> **Problem to solve**
Take the entries below and print only the lines from the one with "to listen for" through the one with "to install SIGTERM", exactly as they stand, both ends included.

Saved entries
::::

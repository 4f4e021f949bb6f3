//! Night directory resolution and the per-night session record.
//!
//! Observing nights span midnight, so a night is named after the calendar date
//! on which its evening began. Data for a night lives in `<base>/<YYYYMMDD>/`.

use crate::watcher::ImageObservation;
use chrono::{Days, NaiveDate, NaiveDateTime, Timelike};
use std::path::{Path, PathBuf};

/// Date of the observing night that `now` belongs to
///
/// Before local noon the night started on the previous calendar date. A
/// request for tomorrow's night is ignored before noon: the next night cannot
/// have started yet, and the night that is "now" is still the previous date.
pub fn resolve_session_date(now: NaiveDateTime, rollover_requested: bool) -> NaiveDate {
    let is_am = now.hour() < 12;
    let rollover = rollover_requested && !is_am;

    let mut date = now.date();
    if is_am {
        date = date - Days::new(1);
    }
    if rollover {
        date = date + Days::new(1);
    }
    date
}

/// Directory name for a night, `YYYYMMDD`
pub fn session_directory_name(date: NaiveDate) -> String {
    date.format("%Y%m%d").to_string()
}

/// Outcome of looking for a night directory
#[derive(Debug, Clone, PartialEq, Eq)]
pub enum DirectoryLookup {
    /// The directory exists
    Found(PathBuf),
    /// The directory does not exist yet; carries the path that was checked
    NotFound(PathBuf),
}

/// Maps wall-clock time onto a nightly data directory
#[derive(Debug, Clone)]
pub struct DirectoryResolver {
    base_dir: PathBuf,
}

impl DirectoryResolver {
    pub fn new(base_dir: impl Into<PathBuf>) -> Self {
        Self {
            base_dir: base_dir.into(),
        }
    }

    pub fn base_dir(&self) -> &Path {
        &self.base_dir
    }

    /// Path of the directory holding data for `date`
    pub fn directory_for(&self, date: NaiveDate) -> PathBuf {
        self.base_dir.join(session_directory_name(date))
    }

    /// Look up the directory for the night at `now`. Read-only.
    pub fn resolve(&self, now: NaiveDateTime, rollover_requested: bool) -> DirectoryLookup {
        self.lookup(resolve_session_date(now, rollover_requested))
    }

    /// Look up the directory for a known night date. Read-only.
    pub fn lookup(&self, date: NaiveDate) -> DirectoryLookup {
        let path = self.directory_for(date);
        log::debug!("Looking for {}", path.display());
        if path.is_dir() {
            DirectoryLookup::Found(path)
        } else {
            DirectoryLookup::NotFound(path)
        }
    }
}

/// One observing night on one field
#[derive(Debug, Clone)]
pub struct NightSession {
    /// Night date (evening calendar date)
    pub date: NaiveDate,
    /// Directory holding the night's images
    pub data_directory: PathBuf,
    /// Image every later frame is compared against
    pub reference_image: Option<ImageObservation>,
    /// Number of images present when the baseline was last refreshed
    pub image_count_at_reference: usize,
}

impl NightSession {
    pub fn new(date: NaiveDate, data_directory: PathBuf) -> Self {
        Self {
            date,
            data_directory,
            reference_image: None,
            image_count_at_reference: 0,
        }
    }

    /// Field identifier of the reference image, if one is established
    pub fn field(&self) -> Option<&str> {
        self.reference_image
            .as_ref()
            .map(|image| image.field_identifier.as_str())
    }
}
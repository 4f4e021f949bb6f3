//! Mount-control interface for guide corrections.

use crate::config::MountConfig;
use crate::error::MountError;
use crate::process::{run_with_timeout, ProcessOutcome};
use std::path::PathBuf;
use std::time::Duration;
use tokio::process::Command;

/// Anything that can nudge the telescope by a pixel offset
///
/// An `Err` means the correction did not happen; the controller treats that as
/// the end of the night.
pub trait MountControl {
    fn apply_offset(&mut self, dx: f64, dy: f64) -> Result<(), MountError>;
}

/// Mount that only narrates the corrections it is given
///
/// Used when no guide command is configured.
#[derive(Debug, Clone, Copy, Default)]
pub struct ConsoleMount;

impl MountControl for ConsoleMount {
    fn apply_offset(&mut self, dx: f64, dy: f64) -> Result<(), MountError> {
        log::info!("Apply guide offset {dx:.6} {dy:.6} (no guide command configured)");
        Ok(())
    }
}

/// Mount driven by an external guide command
///
/// Runs `<program> <args...> <dx> <dy>`; a zero exit status means the mount
/// accepted the correction.
#[derive(Debug, Clone)]
pub struct CommandMount {
    program: PathBuf,
    args: Vec<String>,
    timeout: Duration,
}

impl CommandMount {
    pub fn new(program: PathBuf, args: Vec<String>, timeout: Duration) -> Self {
        Self {
            program,
            args,
            timeout,
        }
    }

    /// Build from configuration, `None` if no guide command is set
    pub fn from_config(config: &MountConfig) -> Option<Self> {
        config.guide_command.as_ref().map(|program| {
            Self::new(program.clone(), config.guide_args.clone(), config.timeout())
        })
    }
}

impl MountControl for CommandMount {
    fn apply_offset(&mut self, dx: f64, dy: f64) -> Result<(), MountError> {
        let mut command = Command::new(&self.program);
        command
            .args(&self.args)
            .arg(format!("{dx:.4}"))
            .arg(format!("{dy:.4}"));

        log::debug!("Dispatching guide offset ({dx:.4}, {dy:.4}) via {}", self.program.display());
        match run_with_timeout(&mut command, self.timeout).map_err(MountError::Spawn)? {
            ProcessOutcome::Finished(output) if output.status.success() => Ok(()),
            ProcessOutcome::Finished(output) => Err(MountError::Failed {
                status: output.status,
                output: output.combined(),
            }),
            ProcessOutcome::TimedOut => Err(MountError::TimedOut(self.timeout)),
        }
    }
}

/// Mount selected by configuration: the guide command if set, else narration
pub fn mount_from_config(config: &MountConfig) -> Box<dyn MountControl + Send> {
    match CommandMount::from_config(config) {
        Some(mount) => Box::new(mount),
        None => Box::new(ConsoleMount),
    }
}

#[cfg(test)]
mod tests {
    use super::*;

    #[test]
    fn test_console_mount_always_succeeds() {
        assert!(ConsoleMount.apply_offset(1.0, -2.0).is_ok());
    }

    #[test]
    fn test_no_command_means_no_command_mount() {
        assert!(CommandMount::from_config(&MountConfig::default()).is_none());
    }

    #[cfg(unix)]
    mod external {
        use super::*;
        use std::os::unix::fs::PermissionsExt;
        use std::path::Path;

        fn script(dir: &Path, body: &str) -> PathBuf {
            let path = dir.join("guide");
            std::fs::write(&path, format!("#!/bin/sh\n{body}\n")).unwrap();
            std::fs::set_permissions(&path, std::fs::Permissions::from_mode(0o755)).unwrap();
            path
        }

        #[test]
        fn test_command_receives_args_and_offsets() {
            let dir = tempfile::tempdir().unwrap();
            let record = dir.path().join("calls.txt");
            let program = script(dir.path(), &format!("echo \"$@\" >> {}", record.display()));
            let mut mount = CommandMount::new(
                program,
                vec!["--port".to_string(), "ttyS0".to_string()],
                Duration::from_secs(10),
            );

            mount.apply_offset(1.5, -0.25).unwrap();
            let calls = std::fs::read_to_string(&record).unwrap();
            assert_eq!(calls, "--port ttyS0 1.5000 -0.2500\n");
        }

        #[test]
        fn test_command_failure_is_mount_error() {
            let dir = tempfile::tempdir().unwrap();
            let program = script(dir.path(), "echo 'mount not connected' >&2; exit 1");
            let config = MountConfig {
                guide_command: Some(program),
                guide_args: Vec::new(),
                timeout_secs: 10.0,
            };
            let mut mount = CommandMount::from_config(&config).unwrap();
            match mount.apply_offset(1.0, 1.0) {
                Err(MountError::Failed { output, .. }) => assert_eq!(output, "mount not connected"),
                other => panic!("expected failure, got {other:?}"),
            }
        }

        #[test]
        fn test_background_child_cannot_stretch_timeout() {
            let dir = tempfile::tempdir().unwrap();
            let program = script(dir.path(), "sleep 8 &\nexit 0");
            let mut mount = CommandMount::new(program, Vec::new(), Duration::from_millis(500));
            let start = std::time::Instant::now();
            assert!(matches!(
                mount.apply_offset(1.0, 1.0),
                Err(MountError::TimedOut(_))
            ));
            assert!(start.elapsed() < Duration::from_secs(4));
        }

        #[test]
        fn test_hung_command_times_out() {
            let dir = tempfile::tempdir().unwrap();
            let program = script(dir.path(), "exec sleep 30");
            let mut mount = CommandMount::new(program, Vec::new(), Duration::from_millis(100));
            assert!(matches!(
                mount.apply_offset(1.0, 1.0),
                Err(MountError::TimedOut(_))
            ));
        }
    }
}
//! Autoguider daemon: watches the nightly data directory and keeps the mount
//! on target until SIGINT/SIGTERM.

use anyhow::{Context, Result};
use autoguide::{GuideError, GuiderConfig, NightController, RunOutcome, ShutdownToken};
use clap::Parser;
use std::path::PathBuf;
use std::process::ExitCode;

/// Command line arguments for the autoguider
#[derive(Parser, Debug)]
#[command(
    author,
    version,
    about = "Guide the mount from images arriving in the nightly data directory"
)]
struct Args {
    /// Dry run: measure and log corrections without moving the mount
    #[arg(long)]
    debug: bool,

    /// Print the reference and check image names for every cycle
    #[arg(long = "v")]
    verbose: bool,

    /// JSON configuration file
    #[arg(long)]
    config: Option<PathBuf>,

    /// Directory holding the YYYYMMDD night directories
    #[arg(long)]
    base_dir: Option<PathBuf>,

    /// Image correlation tool
    #[arg(long)]
    offset_tool: Option<PathBuf>,

    /// Command receiving "<dx> <dy>" corrections (log only when absent)
    #[arg(long)]
    guide_command: Option<PathBuf>,

    /// Print the effective configuration as JSON and exit
    #[arg(long)]
    print_config: bool,
}

/// Merge the config file (if any) with command line overrides
fn build_config(args: &Args) -> Result<GuiderConfig> {
    let mut config = match &args.config {
        Some(path) => GuiderConfig::load_from_file(path)
            .with_context(|| format!("loading config from {}", path.display()))?,
        None => GuiderConfig::default(),
    };

    if let Some(base_dir) = &args.base_dir {
        config.base_dir = base_dir.clone();
    }
    if let Some(tool) = &args.offset_tool {
        config.offset_tool.program = tool.clone();
    }
    if let Some(command) = &args.guide_command {
        config.mount.guide_command = Some(command.clone());
    }
    config.dry_run |= args.debug;
    config.verbose |= args.verbose;

    config.validate().context("invalid configuration")?;
    Ok(config)
}

async fn shutdown_signal(shutdown: ShutdownToken) {
    use tokio::signal;

    let ctrl_c = async {
        if let Err(e) = signal::ctrl_c().await {
            log::error!("Failed to listen for Ctrl+C: {e}");
            std::future::pending::<()>().await;
        }
    };

    #[cfg(unix)]
    let terminate = async {
        match signal::unix::signal(signal::unix::SignalKind::terminate()) {
            Ok(mut sigterm) => {
                sigterm.recv().await;
            }
            Err(e) => {
                log::error!("Failed to install SIGTERM handler: {e}");
                std::future::pending::<()>().await;
            }
        }
    };

    #[cfg(not(unix))]
    let terminate = std::future::pending::<()>();

    tokio::select! {
        _ = ctrl_c => {
            log::info!("Received Ctrl+C, shutting down...");
        },
        _ = terminate => {
            log::info!("Received SIGTERM, shutting down...");
        },
    }

    shutdown.trigger();
}

#[tokio::main]
async fn main() -> ExitCode {
    env_logger::Builder::from_env(env_logger::Env::default().default_filter_or("info")).init();

    let args = Args::parse();

    let config = match build_config(&args) {
        Ok(config) => config,
        Err(e) => {
            log::error!("{e:#}");
            return ExitCode::FAILURE;
        }
    };

    if args.print_config {
        return match serde_json::to_string_pretty(&config) {
            Ok(json) => {
                println!("{json}");
                ExitCode::SUCCESS
            }
            Err(e) => {
                log::error!("Failed to serialize configuration: {e}");
                ExitCode::FAILURE
            }
        };
    }

    log::info!(
        "Starting autoguider on {} (dry run: {}, max correction: {} px)",
        config.base_dir.display(),
        config.dry_run,
        config.max_correction
    );

    let shutdown = ShutdownToken::new();
    tokio::spawn(shutdown_signal(shutdown.clone()));

    let controller = NightController::from_config(config).with_shutdown(shutdown);
    let result = tokio::task::spawn_blocking(move || {
        let mut controller = controller;
        controller.run()
    })
    .await;

    match result {
        Ok(Ok(RunOutcome::Shutdown)) => {
            log::info!("Shut down complete");
            ExitCode::SUCCESS
        }
        Ok(Err(e @ GuideError::NoImagesTonight { .. })) => {
            log::error!("{e}");
            ExitCode::FAILURE
        }
        Ok(Err(e)) => {
            log::error!("Guider stopped: {e}");
            ExitCode::FAILURE
        }
        Err(e) => {
            log::error!("Guider task panicked: {e}");
            ExitCode::FAILURE
        }
    }
}

#[cfg(test)]
mod tests {
    use super::*;

    #[test]
    fn test_flags_override_defaults() {
        let args = Args::parse_from([
            "autoguide",
            "--debug",
            "--v",
            "--base-dir",
            "/data/nights",
            "--guide-command",
            "/usr/local/bin/guide",
        ]);
        let config = build_config(&args).unwrap();
        assert!(config.dry_run);
        assert!(config.verbose);
        assert_eq!(config.base_dir, PathBuf::from("/data/nights"));
        assert_eq!(
            config.mount.guide_command,
            Some(PathBuf::from("/usr/local/bin/guide"))
        );
    }

    #[test]
    fn test_defaults_without_flags() {
        let args = Args::parse_from(["autoguide"]);
        let config = build_config(&args).unwrap();
        assert!(!config.dry_run);
        assert_eq!(config.max_correction, 15.0);
    }

    #[test]
    fn test_missing_config_file_fails() {
        let args = Args::parse_from(["autoguide", "--config", "/nonexistent/guider.json"]);
        assert!(build_config(&args).is_err());
    }
}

::::

> **Task result**
            log::error!("Failed to listen for Ctrl+C: {e}");
            std::future::pending::<()>().await;
        }
    };

    #[cfg(unix)]
    let terminate = async {
        match signal::unix::signal(signal::unix::SignalKind::terminate()) {
            Ok(mut sigterm) => {
                sigterm.recv().await;
            }
            Err(e) => {
                log::error!("Failed to install SIGTERM handler: {e}");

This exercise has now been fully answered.